Oramos misticamente sempre que ouvimos e escutamos em nosso interior a voz mais urgente de todas, aquela que nos mostra onde Deus nos chama e qual é o nosso dever.
ORAÇÃO AFETIVA
Todas as orações devocionais (adoração a Cristo, ladainhas, rosários, orações que pedem a intercessão de Maria ou um santo, e coisas do tipo) são, no fim, orações afetivas, assim como todas as formas de meditação e contemplação. Todas elas têm a mesma intencionalidade. Mas o que é isso? No Evangelho de João, as primeiras palavras que saem da boca de Jesus são uma pergunta. As pessoas o estão olhando com curiosidade, e Ele pergunta: “O que vocês estão buscando?” Essa pergunta permanece em todo o restante do evangelho como um pilar. Muitas coisas estão acontecendo na superfície, mas lá no fundo, sempre permanece a persistente e inquieta pergunta: “O QUE VOCÊS ESTÃO BUSCANDO?“
Sim, Jesus responde explicitamente a essa pergunta no final do evangelho, na manhã da ressurreição. Maria Madalena vai em busca dele, trazendo aromas para ungir Seu corpo. Jesus a encontra, mas ela não o reconhece. Então Ele repete a pergunta com a qual havia aberto o evangelho: “O que você está buscando?” E Ele dá a verdadeira resposta. Ele pronuncia seu nome com amor: “MARIA“. Ao fazer isso, Ele revela o que ela e cada um de nós sempre buscamos, ou seja, a voz de Deus, um a um, expressando amor incondicional, dizendo amorosamente nosso nome. No fim das contas, é isso que todos nós buscamos, ouvir Deus pronunciar nosso nome com amor. Toda oração devocional, seja por nós mesmos, pelos outros ou pelo mundo, tem essa suprema aspiração.
A ORAÇÃO SACERDOTAL
É a oração de Cristo em favor do mundo por meio da igreja. Os cristãos têm a convicção de que Cristo nos reúne em torno de Sua palavra e da Eucaristia. Acreditamos que, sempre que nos encontramos, em uma igreja ou em qualquer outro lugar, para nos reunir em torno das escrituras ou para celebrar a Eucaristia, entramos nessa oração. Isso é geralmente chamado de oração litúrgica; essa forma de oração é a oração de Cristo, não nossa. Além disso, não é uma oração principalmente por nós mesmos, nem mesmo pela igreja, mas sim pelo mundo:
“Minha carne é verdadeira comida, e meu sangue é verdadeira bebida. Aquele que come minha carne e bebe meu sangue permanece em mim, e eu nele. Assim como o Pai que me enviou vive, e eu vivo pelo Pai, assim também aquele que me come viverá por mim. Este é o pão que desceu do céu. Não como o pão que os antepassados comeram e depois morreram; quem comer deste pão viverá eternamente.” (João 6: 55-58).
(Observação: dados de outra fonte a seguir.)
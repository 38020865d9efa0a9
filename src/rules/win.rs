//! Five-in-a-row detection
//!
//! A side wins by placing five or more of its stones contiguously along one
//! of the four axes. There are no captures and no forbidden moves.

use crate::board::{Board, Pos, Stone};

/// Direction vectors for line checking (4 axes), as `(dx, dy)`
pub const DIRECTIONS: [(i32, i32); 4] = [
    (1, 0),  // Horizontal
    (0, 1),  // Vertical
    (1, 1),  // Diagonal \
    (1, -1), // Diagonal /
];

/// Count contiguous `stone` cells from `pos` (exclusive) stepping by `(dx, dy)`.
#[inline]
fn run_length(board: &Board, pos: Pos, dx: i32, dy: i32, stone: Stone) -> u32 {
    let mut count = 0;
    let mut cur = pos.offset(dx, dy);
    while let Some(p) = cur {
        if board.get(p) != stone {
            break;
        }
        count += 1;
        cur = p.offset(dx, dy);
    }
    count
}

/// Whether `stone` at `pos` completes five or more in a row.
///
/// Counts contiguous same-side stones in both directions along each axis.
/// Off-board and opposing cells end a run. The cell at `pos` itself is
/// counted as `stone` whatever the board holds there.
#[inline]
pub fn check_win(board: &Board, pos: Pos, stone: Stone) -> bool {
    if stone == Stone::Empty {
        return false;
    }
    DIRECTIONS.iter().any(|&(dx, dy)| {
        1 + run_length(board, pos, dx, dy, stone) + run_length(board, pos, -dx, -dy, stone) >= 5
    })
}

/// Find the positions of a 5-in-a-row if one exists.
pub fn find_five_positions(board: &Board, stone: Stone) -> Option<Vec<Pos>> {
    let stones = board.stones(stone)?;

    for pos in stones.iter_ones() {
        for &(dx, dy) in &DIRECTIONS {
            // Only start from the first stone of a run
            if pos.offset(-dx, -dy).is_some_and(|prev| board.get(prev) == stone) {
                continue;
            }
            let mut line = vec![pos];
            let mut cur = pos.offset(dx, dy);
            while let Some(p) = cur {
                if board.get(p) != stone {
                    break;
                }
                line.push(p);
                cur = p.offset(dx, dy);
            }
            if line.len() >= 5 {
                return Some(line);
            }
        }
    }
    None
}

/// Check if there's 5+ in a row anywhere for the given side
pub fn has_five_in_row(board: &Board, stone: Stone) -> bool {
    find_five_positions(board, stone).is_some()
}

/// Side holding a five, if any.
pub fn check_winner(board: &Board) -> Option<Stone> {
    [Stone::Engine, Stone::Human]
        .into_iter()
        .find(|&stone| has_five_in_row(board, stone))
}
//! Board structure with make/unmake support

use std::ops::{Deref, DerefMut};

use super::bitboard::Bitboard;
use super::{Pos, Stone, BOARD_SIZE, TOTAL_CELLS};
use crate::error::EngineError;

/// Game board.
///
/// The search uses a single board as scratch space: every hypothetical
/// placement goes through [`Board::place_scoped`] so the stone is removed
/// again on every exit path.
#[derive(Debug, Clone, PartialEq, Eq)]
pub struct Board {
    /// Opponent (human) stones
    pub human: Bitboard,
    /// Engine stones
    pub engine: Bitboard,
    /// Number of stones on the board
    stone_count: u8,
}

impl Board {
    pub fn new() -> Self {
        Self {
            human: Bitboard::new(),
            engine: Bitboard::new(),
            stone_count: 0,
        }
    }

    /// Build a board from a `grid[y][x]` of wire codes (0 empty, 1 human, 2 engine).
    ///
    /// # Example
    ///
    /// ```
    /// use gomoku::{Board, Pos, Stone};
    ///
    /// let mut grid = vec![vec![0; 15]; 15];
    /// grid[7][8] = 2;
    /// let board = Board::from_grid(&grid).unwrap();
    /// assert_eq!(board.get(Pos::new(8, 7)), Stone::Engine);
    /// ```
    pub fn from_grid<R: AsRef<[i32]>>(grid: &[R]) -> Result<Self, EngineError> {
        if grid.len() != BOARD_SIZE || grid.iter().any(|row| row.as_ref().len() != BOARD_SIZE) {
            return Err(EngineError::InvalidDimensions {
                rows: grid.len(),
                cols: grid.first().map_or(0, |row| row.as_ref().len()),
            });
        }

        let mut board = Self::new();
        for (y, row) in grid.iter().enumerate() {
            for (x, &value) in row.as_ref().iter().enumerate() {
                let stone =
                    Stone::from_code(value).ok_or(EngineError::InvalidCell { x, y, value })?;
                #[allow(clippy::cast_possible_truncation)]
                board.place_stone(Pos::new(x as u8, y as u8), stone);
            }
        }
        Ok(board)
    }

    /// Export as `grid[y][x]` wire codes.
    pub fn to_grid(&self) -> [[u8; BOARD_SIZE]; BOARD_SIZE] {
        let mut grid = [[0u8; BOARD_SIZE]; BOARD_SIZE];
        for idx in 0..TOTAL_CELLS {
            let pos = Pos::from_index(idx);
            grid[pos.y as usize][pos.x as usize] = self.get(pos).code();
        }
        grid
    }

    /// Get stone at position
    #[inline]
    pub fn get(&self, pos: Pos) -> Stone {
        if self.engine.get(pos) {
            Stone::Engine
        } else if self.human.get(pos) {
            Stone::Human
        } else {
            Stone::Empty
        }
    }

    /// Check if position is empty
    #[inline]
    pub fn is_empty(&self, pos: Pos) -> bool {
        !self.human.get(pos) && !self.engine.get(pos)
    }

    /// In bounds and empty
    #[inline]
    pub fn is_valid_move(&self, x: i32, y: i32) -> bool {
        Pos::try_new(x, y).is_ok_and(|pos| self.is_empty(pos))
    }

    /// Place a stone on an empty cell. Placing `Stone::Empty` is a no-op.
    #[inline]
    pub fn place_stone(&mut self, pos: Pos, stone: Stone) {
        debug_assert!(
            stone == Stone::Empty || self.is_empty(pos),
            "place on occupied cell {pos}"
        );
        match stone {
            Stone::Human => self.human.set(pos),
            Stone::Engine => self.engine.set(pos),
            Stone::Empty => return,
        }
        self.stone_count += 1;
    }

    /// Remove a stone, restoring the cell to empty
    #[inline]
    pub fn remove_stone(&mut self, pos: Pos) {
        if !self.is_empty(pos) {
            self.human.clear(pos);
            self.engine.clear(pos);
            self.stone_count -= 1;
        }
    }

    /// Place a stone for the lifetime of the returned guard.
    ///
    /// The guard dereferences to the board; dropping it removes the stone.
    ///
    /// ```
    /// use gomoku::{Board, Pos, Stone};
    ///
    /// let mut board = Board::new();
    /// {
    ///     let placed = board.place_scoped(Pos::CENTER, Stone::Engine);
    ///     assert_eq!(placed.get(Pos::CENTER), Stone::Engine);
    /// }
    /// assert!(board.is_empty(Pos::CENTER));
    /// ```
    #[inline]
    pub fn place_scoped(&mut self, pos: Pos, stone: Stone) -> PlacedStone<'_> {
        self.place_stone(pos, stone);
        PlacedStone { board: self, pos }
    }

    /// Get bitboard for a side (returns None for Empty)
    #[inline]
    pub fn stones(&self, stone: Stone) -> Option<&Bitboard> {
        match stone {
            Stone::Human => Some(&self.human),
            Stone::Engine => Some(&self.engine),
            Stone::Empty => None,
        }
    }

    /// All occupied cells
    #[inline]
    pub fn occupied(&self) -> Bitboard {
        self.human.union(&self.engine)
    }

    /// Total stones on board
    #[inline]
    pub fn stone_count(&self) -> u32 {
        u32::from(self.stone_count)
    }

    /// Check if board has no stones
    #[inline]
    pub fn is_board_empty(&self) -> bool {
        self.stone_count == 0
    }

    /// True when all 225 cells are occupied
    #[inline]
    pub fn is_full(&self) -> bool {
        self.stone_count as usize == TOTAL_CELLS
    }
}

impl Default for Board {
    fn default() -> Self {
        Self::new()
    }
}

/// A stone placed by [`Board::place_scoped`], removed again on drop.
pub struct PlacedStone<'a> {
    board: &'a mut Board,
    pos: Pos,
}

impl PlacedStone<'_> {
    /// Where the stone was placed
    #[inline]
    pub fn pos(&self) -> Pos {
        self.pos
    }
}

impl Deref for PlacedStone<'_> {
    type Target = Board;

    fn deref(&self) -> &Board {
        self.board
    }
}

impl DerefMut for PlacedStone<'_> {
    fn deref_mut(&mut self) -> &mut Board {
        self.board
    }
}

impl Drop for PlacedStone<'_> {
    fn drop(&mut self) {
        self.board.remove_stone(self.pos);
    }
}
Oramos liturgicamente – ORAÇÃO SACERDOTAL – sempre que nos reunimos para celebrar as escrituras, a Eucaristia ou qualquer sacramento. Da mesma forma, oramos assim quando, em comunidade ou em particular, rezamos o que é chamado de Liturgia das Horas ou Ofício Divino (Laudes e Vésperas). Somos convidados a rezar assim regularmente pelo mundo em virtude do sacerdócio que nos foi conferido no nosso batismo.
Um cristão maduro e espiritualmente saudável ora dessas quatro maneiras, e pode ser útil distinguir claramente entre essas diferentes classes de orações, de modo que estejamos sempre orando e orando com Cristo.